BEGIN

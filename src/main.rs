//! Pong Duel entry point
//!
//! No native windowing toolkit is wired up; running the binary plays a
//! short self-driving demo match on the real clock and logs the outcome.
//! A host integration would construct `App` with its own `DisplaySink`
//! and feed it key/resize events.

use pong_duel::app::{App, AppEvent, SystemClock};
use pong_duel::display::RecordingDisplay;
use pong_duel::input::Key;
use pong_duel::sim::MatchPhase;

fn main() {
    env_logger::init();
    log::info!("Pong Duel starting (headless demo match)");

    let mut app = App::new(SystemClock, RecordingDisplay::default());

    // Hold both paddles on their "up" keys and let the rally play out;
    // quit after the first point lands.
    app.push(AppEvent::Key {
        key: Key::Char('w'),
        pressed: true,
    });
    app.push(AppEvent::Key {
        key: Key::Up,
        pressed: true,
    });
    app.push(AppEvent::Resize {
        width: 1024,
        height: 768,
    });

    let mut quit_sent = false;
    while app.world.phase != MatchPhase::Quit {
        if !app.step() {
            break;
        }
        if !quit_sent && app.world.score.left + app.world.score.right >= 1 {
            app.push(AppEvent::Key {
                key: Key::Escape,
                pressed: true,
            });
            quit_sent = true;
        }
    }

    log::info!(
        "demo finished at tick {}: {} - {} ({} frames presented)",
        app.world.time_ticks,
        app.world.score.left,
        app.world.score.right,
        app.display().presented
    );
}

END

▶ What needs to be done
The answer must consist of every line from the records above that holds "presented".

▶ Result for this exercise
        "demo finished at tick {}: {} - {} ({} frames presented)",
        app.display().presented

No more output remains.